Day one saw six foursome matches where each team put two golfers on the course for each match, with the two playing alternate shots. Asia won two early matches, but the Int'l team won the other four.

| Asia Team | Results | International Team |
| Hee-Won Han/Candie Kung | Asia 5&4 | Carin Koch/Janice Moodie |
| Grace Park/Jennifer Rosales | Int'l 3&2 | Sophie Gustafson/Suzann Pettersen |
| Naree Song/Aree Song | Asia 5&4 | Natalie Gulbis/Jill McGill |
| Jeong Jang/Meena Lee | Int'l 2&1 | Annika Sörenstam/Paula Creamer |
| Birdie Kim/Hee Jung Park | Int'l 2&1 | Marisa Baena/Erica Blasberg |
| Riko Higashio/Namika Omata | Int'l 5&4 | Catriona Matthew/Karen Stupples |
| 2 | Foursomes | 4 |
| 2 | Overall | 4 |

==Day two==
10 December 2005

The two teams matched up in four ball competition on day two. The international team won three matches to one, with two others being halved, to give them an 8 to 4 lead going into Sunday's singles.

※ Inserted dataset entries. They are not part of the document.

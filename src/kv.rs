use std::collections::HashMap;
use std::sync::Arc;
use std::time::{Duration, Instant};

use anyhow::Context;
use async_trait::async_trait;
use sqlx::PgPool;
use tokio::sync::RwLock;

/// Key-value store with optional per-entry expiry. Backs the exact ingredients
/// cache and the stored provider preference.
#[async_trait]
pub trait KvStore: Send + Sync {
    async fn get(&self, key: &str) -> anyhow::Result<Option<String>>;
    /// `ttl = None` keeps the entry until overwritten.
    async fn put(&self, key: &str, value: &str, ttl: Option<Duration>) -> anyhow::Result<()>;
    /// Drops expired entries, returning how many were removed.
    async fn purge_expired(&self) -> anyhow::Result<u64>;
}

#[derive(Clone)]
pub struct PgKvStore {
    db: PgPool,
}

impl PgKvStore {
    pub fn new(db: PgPool) -> Self {
        Self { db }
    }
}

#[async_trait]
impl KvStore for PgKvStore {
    async fn get(&self, key: &str) -> anyhow::Result<Option<String>> {
        let value = sqlx::query_scalar::<_, String>(
            r#"
            SELECT value
            FROM kv_entries
            WHERE key = $1 AND (expires_at IS NULL OR expires_at > now())
            "#,
        )
        .bind(key)
        .fetch_optional(&self.db)
        .await
        .context("kv get")?;
        Ok(value)
    }

    async fn put(&self, key: &str, value: &str, ttl: Option<Duration>) -> anyhow::Result<()> {
        let ttl_secs = ttl.map(|t| t.as_secs() as i64);
        sqlx::query(
            r#"
            INSERT INTO kv_entries (key, value, expires_at)
            VALUES ($1, $2, CASE WHEN $3::BIGINT IS NULL THEN NULL
                                 ELSE now() + $3::BIGINT * interval '1 second' END)
            ON CONFLICT (key)
            DO UPDATE SET value = EXCLUDED.value, expires_at = EXCLUDED.expires_at
            "#,
        )
        .bind(key)
        .bind(value)
        .bind(ttl_secs)
        .execute(&self.db)
        .await
        .context("kv put")?;
        Ok(())
    }

    async fn purge_expired(&self) -> anyhow::Result<u64> {
        let res = sqlx::query(r#"DELETE FROM kv_entries WHERE expires_at IS NOT NULL AND expires_at <= now()"#)
            .execute(&self.db)
            .await
            .context("kv purge")?;
        Ok(res.rows_affected())
    }
}

#[derive(Debug, Clone)]
struct MemoryEntry {
    value: String,
    expires_at: Option<Instant>,
}

impl MemoryEntry {
    fn is_expired(&self) -> bool {
        self.expires_at.is_some_and(|at| Instant::now() >= at)
    }
}

/// Process-local store used when no database is configured.
#[derive(Clone, Default)]
pub struct MemoryKvStore {
    entries: Arc<RwLock<HashMap<String, MemoryEntry>>>,
}

impl MemoryKvStore {
    pub fn new() -> Self {
        Self::default()
    }
}

#[async_trait]
impl KvStore for MemoryKvStore {
    async fn get(&self, key: &str) -> anyhow::Result<Option<String>> {
        let entries = self.entries.read().await;
        Ok(entries
            .get(key)
            .filter(|e| !e.is_expired())
            .map(|e| e.value.clone()))
    }

    async fn put(&self, key: &str, value: &str, ttl: Option<Duration>) -> anyhow::Result<()> {
        let entry = MemoryEntry {
            value: value.to_string(),
            expires_at: ttl.map(|t| Instant::now() + t),
        };
        self.entries.write().await.insert(key.to_string(), entry);
        Ok(())
    }

    async fn purge_expired(&self) -> anyhow::Result<u64> {
        let mut entries = self.entries.write().await;
        let before = entries.len();
        entries.retain(|_, e| !e.is_expired());
        Ok((before - entries.len()) as u64)
    }
}

/// Periodically purges expired entries for the lifetime of the process.
pub fn spawn_expiry_sweeper(store: Arc<dyn KvStore>, every: Duration) -> tokio::task::JoinHandle<()> {
    tokio::spawn(async move {
        let mut interval = tokio::time::interval(every);
        loop {
            interval.tick().await;
            match store.purge_expired().await {
                Ok(0) => {}
                Ok(n) => tracing::debug!(removed = n, "purged expired kv entries"),
                Err(e) => tracing::warn!(error = %e, "kv purge failed"),
            }
        }
    })
}
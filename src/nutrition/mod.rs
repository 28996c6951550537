pub mod dto;
pub mod handlers;
pub mod services;

use crate::state::AppState;
use axum::Router;

pub fn router() -> Router<AppState> {
    handlers::nutrition_routes()
}
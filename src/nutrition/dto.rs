use serde::{Deserialize, Serialize};

use crate::meal_plans::MealPlan;

#[derive(Debug, Deserialize)]
#[serde(rename_all = "camelCase")]
pub struct ComputeNutritionRequest {
    pub session_id: Option<String>,
    pub ingredients: Option<String>,
    pub meals: Option<MealPlan>,
}

/// Week totals. Every field is always present; unknown values are 0.
#[derive(Debug, Clone, Default, PartialEq, Serialize, Deserialize)]
#[serde(rename_all = "camelCase")]
pub struct NutritionSummary {
    pub total_calories: f64,
    /// grams
    pub total_protein: f64,
    pub total_carbs: f64,
    pub total_fat: f64,
    pub total_fiber: f64,
    pub total_sugar: f64,
    /// milligrams
    pub total_sodium: f64,
    pub total_calcium: f64,
    pub total_iron: f64,
    #[serde(rename = "totalVitaminC")]
    pub total_vitamin_c: f64,
    /// micrograms
    #[serde(rename = "totalVitaminA")]
    pub total_vitamin_a: f64,
    #[serde(rename = "totalVitaminD")]
    pub total_vitamin_d: f64,
}

impl NutritionSummary {
    pub const FIELDS: [&'static str; 12] = [
        "totalCalories",
        "totalProtein",
        "totalCarbs",
        "totalFat",
        "totalFiber",
        "totalSugar",
        "totalSodium",
        "totalCalcium",
        "totalIron",
        "totalVitaminC",
        "totalVitaminA",
        "totalVitaminD",
    ];

    pub(crate) fn field_mut(&mut self, name: &str) -> Option<&mut f64> {
        Some(match name {
            "totalCalories" => &mut self.total_calories,
            "totalProtein" => &mut self.total_protein,
            "totalCarbs" => &mut self.total_carbs,
            "totalFat" => &mut self.total_fat,
            "totalFiber" => &mut self.total_fiber,
            "totalSugar" => &mut self.total_sugar,
            "totalSodium" => &mut self.total_sodium,
            "totalCalcium" => &mut self.total_calcium,
            "totalIron" => &mut self.total_iron,
            "totalVitaminC" => &mut self.total_vitamin_c,
            "totalVitaminA" => &mut self.total_vitamin_a,
            "totalVitaminD" => &mut self.total_vitamin_d,
            _ => return None,
        })
    }
}
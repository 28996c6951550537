/// Failures talking to a generation or embedding backend.
#[derive(Debug, thiserror::Error)]
pub enum ProviderError {
    #[error("{provider} API error: {status}{}", body_excerpt(.body))]
    Upstream {
        provider: &'static str,
        status: u16,
        body: String,
    },
    #[error("{0} API key not configured")]
    MissingCredential(&'static str),
    #[error("{provider} request failed: {source}")]
    Transport {
        provider: &'static str,
        #[source]
        source: reqwest::Error,
    },
    #[error("{provider} returned an unexpected payload: {reason}")]
    InvalidResponse {
        provider: &'static str,
        reason: String,
    },
}

const BODY_EXCERPT_CHARS: usize = 200;

fn body_excerpt(body: &str) -> String {
    let body = body.trim();
    if body.is_empty() {
        return String::new();
    }
    let mut excerpt: String = body.chars().take(BODY_EXCERPT_CHARS).collect();
    if body.chars().count() > BODY_EXCERPT_CHARS {
        excerpt.push_str("...");
    }
    format!(" - {excerpt}")
}

impl ProviderError {
    pub fn transport(provider: &'static str) -> impl FnOnce(reqwest::Error) -> Self {
        move |source| ProviderError::Transport { provider, source }
    }
}
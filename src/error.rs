use axum::{
    extract::{rejection::JsonRejection, FromRequest},
    http::StatusCode,
    response::{IntoResponse, Response},
    Json,
};
use serde_json::json;

/// Error surfaced to HTTP callers as `{error, details?}`.
#[derive(Debug, thiserror::Error)]
pub enum ApiError {
    #[error("{0}")]
    BadRequest(String),
    /// Body missing, not JSON, or of the wrong shape.
    #[error("Invalid request body: {0}")]
    InvalidBody(String),
    #[error("{0}")]
    NotFound(String),
    #[error("{error}: {details}")]
    Internal { error: String, details: String },
    /// Malformed structured model output; the raw text travels back for diagnosis.
    #[error("{error}: {parse_error}")]
    Unparseable {
        error: String,
        raw: String,
        parse_error: String,
    },
}

impl ApiError {
    pub fn internal(error: impl Into<String>, cause: impl std::fmt::Display) -> Self {
        Self::Internal {
            error: error.into(),
            details: cause.to_string(),
        }
    }

    pub fn status(&self) -> StatusCode {
        match self {
            Self::BadRequest(_) | Self::InvalidBody(_) => StatusCode::BAD_REQUEST,
            Self::NotFound(_) => StatusCode::NOT_FOUND,
            Self::Internal { .. } | Self::Unparseable { .. } => StatusCode::INTERNAL_SERVER_ERROR,
        }
    }
}

impl IntoResponse for ApiError {
    fn into_response(self) -> Response {
        let status = self.status();
        let body = match self {
            Self::BadRequest(error) | Self::NotFound(error) => json!({ "error": error }),
            Self::InvalidBody(details) => json!({ "error": "Invalid request body", "details": details }),
            Self::Internal { error, details } => json!({ "error": error, "details": details }),
            Self::Unparseable {
                error,
                raw,
                parse_error,
            } => json!({ "error": error, "details": raw, "parseError": parse_error }),
        };
        (status, Json(body)).into_response()
    }
}

impl From<JsonRejection> for ApiError {
    fn from(rejection: JsonRejection) -> Self {
        Self::InvalidBody(rejection.body_text())
    }
}

/// `Json` whose rejections render through [`ApiError`].
#[derive(Debug, FromRequest)]
#[from_request(via(Json), rejection(ApiError))]
pub struct ApiJson<T>(pub T);
use axum::{
    extract::{Query, State},
    routing::{get, post},
    Json, Router,
};
use tracing::{error, info, instrument, warn};

use super::dto::{GetMealPlanQuery, GetMealPlanResponse, SaveMealPlanRequest, SaveMealPlanResponse};
use super::repo_types::SaveOutcome;
use crate::{
    error::{ApiError, ApiJson},
    state::AppState,
};

pub fn meal_plan_routes() -> Router<AppState> {
    Router::new()
        .route("/save-meal-plan", post(save_meal_plan))
        .route("/get-meal-plan", get(get_meal_plan))
}

fn present(v: Option<String>) -> Option<String> {
    v.filter(|s| !s.trim().is_empty())
}

#[instrument(skip(state, payload))]
pub async fn save_meal_plan(
    State(state): State<AppState>,
    ApiJson(payload): ApiJson<SaveMealPlanRequest>,
) -> Result<Json<SaveMealPlanResponse>, ApiError> {
    let (Some(session_id), Some(week_start), Some(week_end), Some(meals)) = (
        present(payload.session_id),
        present(payload.week_start),
        present(payload.week_end),
        payload.meals,
    ) else {
        warn!("save-meal-plan missing required fields");
        return Err(ApiError::BadRequest(
            "Missing required fields: sessionId, weekStart, weekEnd and meals".into(),
        ));
    };
    let ingredients = payload.ingredients.unwrap_or_default();

    let outcome = state
        .plans
        .upsert(&session_id, &week_start, &week_end, &meals, &ingredients)
        .await
        .map_err(|e| {
            error!(error = %e, %session_id, "save meal plan failed");
            ApiError::internal("Failed to save meal plan", format!("{e:#}"))
        })?;

    info!(%session_id, %week_start, %week_end, ?outcome, "meal plan stored");
    let message = match outcome {
        SaveOutcome::Created => "Meal plan saved",
        SaveOutcome::Updated => "Meal plan updated",
    };
    Ok(Json(SaveMealPlanResponse {
        success: true,
        message: message.into(),
        week_start,
        week_end,
    }))
}

#[instrument(skip(state))]
pub async fn get_meal_plan(
    State(state): State<AppState>,
    Query(q): Query<GetMealPlanQuery>,
) -> Result<Json<GetMealPlanResponse>, ApiError> {
    let (Some(session_id), Some(week_start), Some(week_end)) =
        (present(q.session_id), present(q.week_start), present(q.week_end))
    else {
        return Err(ApiError::BadRequest(
            "Missing sessionId, weekStart or weekEnd parameters".into(),
        ));
    };

    let plan = state
        .plans
        .find(&session_id, &week_start, &week_end)
        .await
        .map_err(|e| {
            error!(error = %e, %session_id, "get meal plan failed");
            ApiError::internal("Failed to get meal plan", format!("{e:#}"))
        })?
        .ok_or_else(|| ApiError::NotFound("Meal plan not found".into()))?;

    Ok(Json(GetMealPlanResponse {
        success: true,
        meal_plan: plan.into(),
    }))
}
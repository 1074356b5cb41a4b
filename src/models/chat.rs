use chrono::{ DateTime, Duration, TimeZone, Utc };
use serde::{ Deserialize, Deserializer, Serialize };
use serde_json::Value as JsonValue;

const TITLE_MAX_CHARS: usize = 50;
const DEFAULT_TITLE: &str = "New Chat";

#[derive(Clone, Copy, Debug, PartialEq, Eq, Serialize, Deserialize)]
#[serde(rename_all = "lowercase")]
pub enum Role {
    System,
    User,
    Assistant,
}

#[derive(Clone, Debug, PartialEq, Serialize, Deserialize)]
pub struct ChatMessage {
    #[serde(default, skip_serializing_if = "Option::is_none")]
    pub id: Option<String>,
    pub role: Role,
    #[serde(default)]
    pub content: String,
    #[serde(default = "Utc::now", deserialize_with = "lenient_timestamp")]
    pub timestamp: DateTime<Utc>,
}

impl ChatMessage {
    pub fn new(role: Role, content: impl Into<String>) -> Self {
        Self {
            id: None,
            role,
            content: content.into(),
            timestamp: Utc::now(),
        }
    }

    pub fn user(content: impl Into<String>) -> Self {
        Self::new(Role::User, content)
    }

    pub fn assistant(content: impl Into<String>) -> Self {
        Self::new(Role::Assistant, content)
    }
}

/// Accepts RFC 3339 strings, epoch seconds or epoch milliseconds. Anything
/// else (including `null`) becomes the current instant.
fn lenient_timestamp<'de, D>(deserializer: D) -> Result<DateTime<Utc>, D::Error>
    where D: Deserializer<'de>
{
    let raw = Option::<JsonValue>::deserialize(deserializer)?;
    Ok(raw.as_ref().and_then(parse_timestamp).unwrap_or_else(Utc::now))
}

pub fn parse_timestamp(value: &JsonValue) -> Option<DateTime<Utc>> {
    match value {
        JsonValue::String(s) =>
            DateTime::parse_from_rfc3339(s)
                .map(|dt| dt.with_timezone(&Utc))
                .ok()
                .or_else(|| {
                    // Postgres `timestamp` columns come back without an offset.
                    chrono::NaiveDateTime
                        ::parse_from_str(s, "%Y-%m-%dT%H:%M:%S%.f")
                        .ok()
                        .map(|naive| naive.and_utc())
                }),
        JsonValue::Number(n) => {
            let raw = n.as_i64()?;
            if raw.abs() < 100_000_000_000 {
                Utc.timestamp_opt(raw, 0).single()
            } else {
                Utc.timestamp_millis_opt(raw).single()
            }
        }
        _ => None,
    }
}

/// Converts a loosely-typed `messages` array (as found in datastore rows and
/// change payloads) into typed messages. Entries that cannot be read are
/// skipped.
pub fn messages_from_json(value: &JsonValue) -> Option<Vec<ChatMessage>> {
    let items = value.as_array()?;
    Some(
        items
            .iter()
            .filter_map(|item| serde_json::from_value::<ChatMessage>(item.clone()).ok())
            .collect()
    )
}

pub fn derive_title(messages: &[ChatMessage]) -> Option<String> {
    messages
        .iter()
        .find(|m| m.role == Role::User && !m.content.trim().is_empty())
        .map(|m| m.content.trim().chars().take(TITLE_MAX_CHARS).collect())
}

#[derive(Clone, Debug, PartialEq, Serialize, Deserialize)]
pub struct ConversationThread {
    pub id: String,
    #[serde(default)]
    pub title: Option<String>,
    #[serde(default, alias = "user_id", skip_serializing_if = "Option::is_none")]
    pub owner: Option<String>,
    #[serde(default)]
    pub messages: Vec<ChatMessage>,
    #[serde(default = "Utc::now", deserialize_with = "lenient_timestamp")]
    pub created_at: DateTime<Utc>,
    #[serde(default = "Utc::now", deserialize_with = "lenient_timestamp")]
    pub updated_at: DateTime<Utc>,
}

impl ConversationThread {
    pub fn new(id: impl Into<String>) -> Self {
        let now = Utc::now();
        Self {
            id: id.into(),
            title: None,
            owner: None,
            messages: Vec::new(),
            created_at: now,
            updated_at: now,
        }
    }

    /// Appends a message and advances `updated_at`.
    pub fn push_message(&mut self, message: ChatMessage) {
        self.messages.push(message);
        self.touch();
    }

    /// `updated_at` must strictly increase on every mutation, even when the
    /// wall clock has not moved since the previous one.
    pub fn touch(&mut self) {
        let now = Utc::now();
        self.updated_at = if now > self.updated_at {
            now
        } else {
            self.updated_at + Duration::milliseconds(1)
        };
    }

    pub fn display_title(&self) -> String {
        derive_title(&self.messages)
            .or_else(|| self.title.clone().filter(|t| !t.trim().is_empty()))
            .unwrap_or_else(|| DEFAULT_TITLE.to_string())
    }
}

/// Row shape of the `chat_threads` mirror table.
#[derive(Clone, Debug, PartialEq, Serialize, Deserialize)]
pub struct MirrorRow {
    pub id: String,
    #[serde(default)]
    pub title: Option<String>,
    #[serde(default)]
    pub user_id: Option<String>,
    #[serde(default)]
    pub messages: JsonValue,
    #[serde(default, skip_serializing_if = "Option::is_none")]
    pub created_at: Option<DateTime<Utc>>,
    pub updated_at: DateTime<Utc>,
}

impl MirrorRow {
    pub fn from_thread(thread: &ConversationThread, owner: &str) -> Self {
        Self {
            id: thread.id.clone(),
            title: Some(thread.display_title()),
            user_id: Some(thread.owner.clone().unwrap_or_else(|| owner.to_string())),
            messages: serde_json::to_value(&thread.messages).unwrap_or_else(|_| JsonValue::Array(Vec::new())),
            created_at: None,
            updated_at: Utc::now(),
        }
    }

    pub fn message_list(&self) -> Vec<ChatMessage> {
        messages_from_json(&self.messages).unwrap_or_default()
    }
}

#[derive(Clone, Debug, Default, PartialEq, Serialize, Deserialize)]
pub struct InferenceRequest {
    #[serde(default)]
    pub message: String,
    #[serde(default, skip_serializing_if = "Option::is_none")]
    pub user_id: Option<String>,
    #[serde(default, skip_serializing_if = "Option::is_none")]
    pub thread_id: Option<String>,
    #[serde(default, skip_serializing_if = "Option::is_none")]
    pub new_thread: Option<bool>,
    #[serde(default, skip_serializing_if = "Option::is_none")]
    pub system_prompt: Option<String>,
    #[serde(default, skip_serializing_if = "Option::is_none")]
    pub stream: Option<bool>,
    #[serde(default, skip_serializing_if = "Option::is_none")]
    pub model: Option<String>,
    #[serde(default, skip_serializing_if = "Option::is_none")]
    pub training: Option<bool>,
}

impl InferenceRequest {
    pub fn is_stream(&self) -> bool {
        self.stream.unwrap_or(false)
    }

    pub fn streaming(&self, stream: bool) -> Self {
        Self {
            stream: Some(stream),
            ..self.clone()
        }
    }
}

#[derive(Clone, Debug, PartialEq, Serialize, Deserialize)]
pub struct InferenceResponse {
    pub response: String,
    pub thread_id: String,
}

#[derive(Clone, Debug, Default, Serialize, Deserialize)]
pub struct ThreadList {
    #[serde(default)]
    pub threads: Vec<ConversationThread>,
}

| Asia Team | Results | International Team |
| Hee-Won Han/Birdie Kim | Int'l 4&2 | Carin Koch/Marisa Baena |
| Aree Song/Naree Song | Int'l 4&3 | Sophie Gustafson/Suzann Pettersen |
| Candie Kung/Jeong Jang | Int'l 3&2 | Paula Creamer/Natalie Gulbis |
| Grace Park/Riko Higashio | Asia 3&2 | Janice Moodie/Catriona Matthew |
| Jennifer Rosales/Namika Omata | Halved | Erica Blasberg/Jill McGill |
| Meena Lee/Hee Jung Park | Halved | Annika Sörenstam/Karen Stupples |
| 2 | Four balls | 4 |
| 4 | Overall | 8 |

==Day three==
11 December 2005

On day three, the international team won 8 singles matches to 4, for a final margin of 16 to 8.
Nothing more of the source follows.